## MATERIALS PROVIDED
──────────
//! Span documents written to the graph index

use crate::chunk::{ContentType, Label};
use crate::group::ConceptGroup;
use chrono::{DateTime, SecondsFormat, Utc};
use serde::{Deserialize, Serialize};

/// Field names of the graph index
pub mod fields {
    pub const ID: &str = "id";
    pub const KEY: &str = "key";
    pub const LABEL: &str = "label";
    pub const PREFLABEL: &str = "preflabel";
    pub const SENTENCEID: &str = "sentenceid";
    pub const OBJECTOF: &str = "objectof";
    pub const SUBJECTOF: &str = "subjectof";
    pub const CONTENTTYPE: &str = "contenttype";
    pub const CONCEPTLABEL: &str = "conceptlabel";
    pub const PREDICATELABEL: &str = "predicatelabel";
}

/// One span occurrence, flattened with its group's canonical label.
///
/// `sentenceid` is qualified by the document id so that sentence
/// co-occurrence queries never mix sentences of different documents.
#[derive(Debug, Clone, PartialEq, Eq, Serialize, Deserialize)]
pub struct GraphDocument {
    pub id: String,
    pub key: String,
    pub idiom: String,
    pub label: String,
    pub length: usize,
    pub start: usize,
    pub end: usize,
    pub docid: String,
    pub sentenceid: String,
    #[serde(skip_serializing_if = "Option::is_none")]
    pub objectof: Option<String>,
    #[serde(skip_serializing_if = "Option::is_none")]
    pub subjectof: Option<String>,
    pub contenttype: ContentType,
    pub createtime: String,
    pub preflabel: String,
    pub prefcount: usize,
    pub total: usize,
    #[serde(skip_serializing_if = "Option::is_none")]
    pub conceptlabel: Option<String>,
    #[serde(skip_serializing_if = "Option::is_none")]
    pub predicatelabel: Option<String>,
}

impl GraphDocument {
    pub fn from_label(group: &ConceptGroup, label: &Label, content_type: ContentType, createtime: &str) -> Self {
        let surface = Some(label.label.clone());
        let (conceptlabel, predicatelabel) = match content_type {
            ContentType::Concept => (surface, None),
            ContentType::Predicate => (None, surface),
        };
        Self {
            id: document_id(&group.key, &label.docid, label.sentenceid),
            key: group.key.clone(),
            idiom: label.idiom.clone(),
            label: label.label.clone(),
            length: label.length,
            start: label.start,
            end: label.end,
            docid: label.docid.clone(),
            sentenceid: format!("{}_{}", label.docid, label.sentenceid),
            objectof: label.object_of.clone(),
            subjectof: label.subject_of.clone(),
            contenttype: content_type,
            createtime: createtime.to_string(),
            preflabel: group.preflabel.clone(),
            prefcount: group.prefcount,
            total: group.total,
            conceptlabel,
            predicatelabel,
        }
    }
}

/// `key_docid_sentenceid`: stable across reindexing of the same content
pub fn document_id(key: &str, docid: &str, sentenceid: usize) -> String {
    format!("{}_{}_{}", key, docid, sentenceid)
}

/// Flatten groups into one document per member label.
///
/// Repeated spans of one key in one sentence share an id, so the backend
/// keeps a single document for them.
pub fn graph_documents(groups: &[ConceptGroup], content_type: ContentType, createtime: DateTime<Utc>) -> Vec<GraphDocument> {
    let stamp = createtime.to_rfc3339_opts(SecondsFormat::Secs, true);
    groups
        .iter()
        .flat_map(|group| {
            group
                .labels
                .iter()
                .map(|label| GraphDocument::from_label(group, label, content_type, &stamp))
                .collect::<Vec<_>>()
        })
        .collect()
}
──────────
## TASK GOAL
Only lines holding the string "length" are wanted; gather each one from the entries above.

## REPLY
    pub length: usize,
            length: label.length,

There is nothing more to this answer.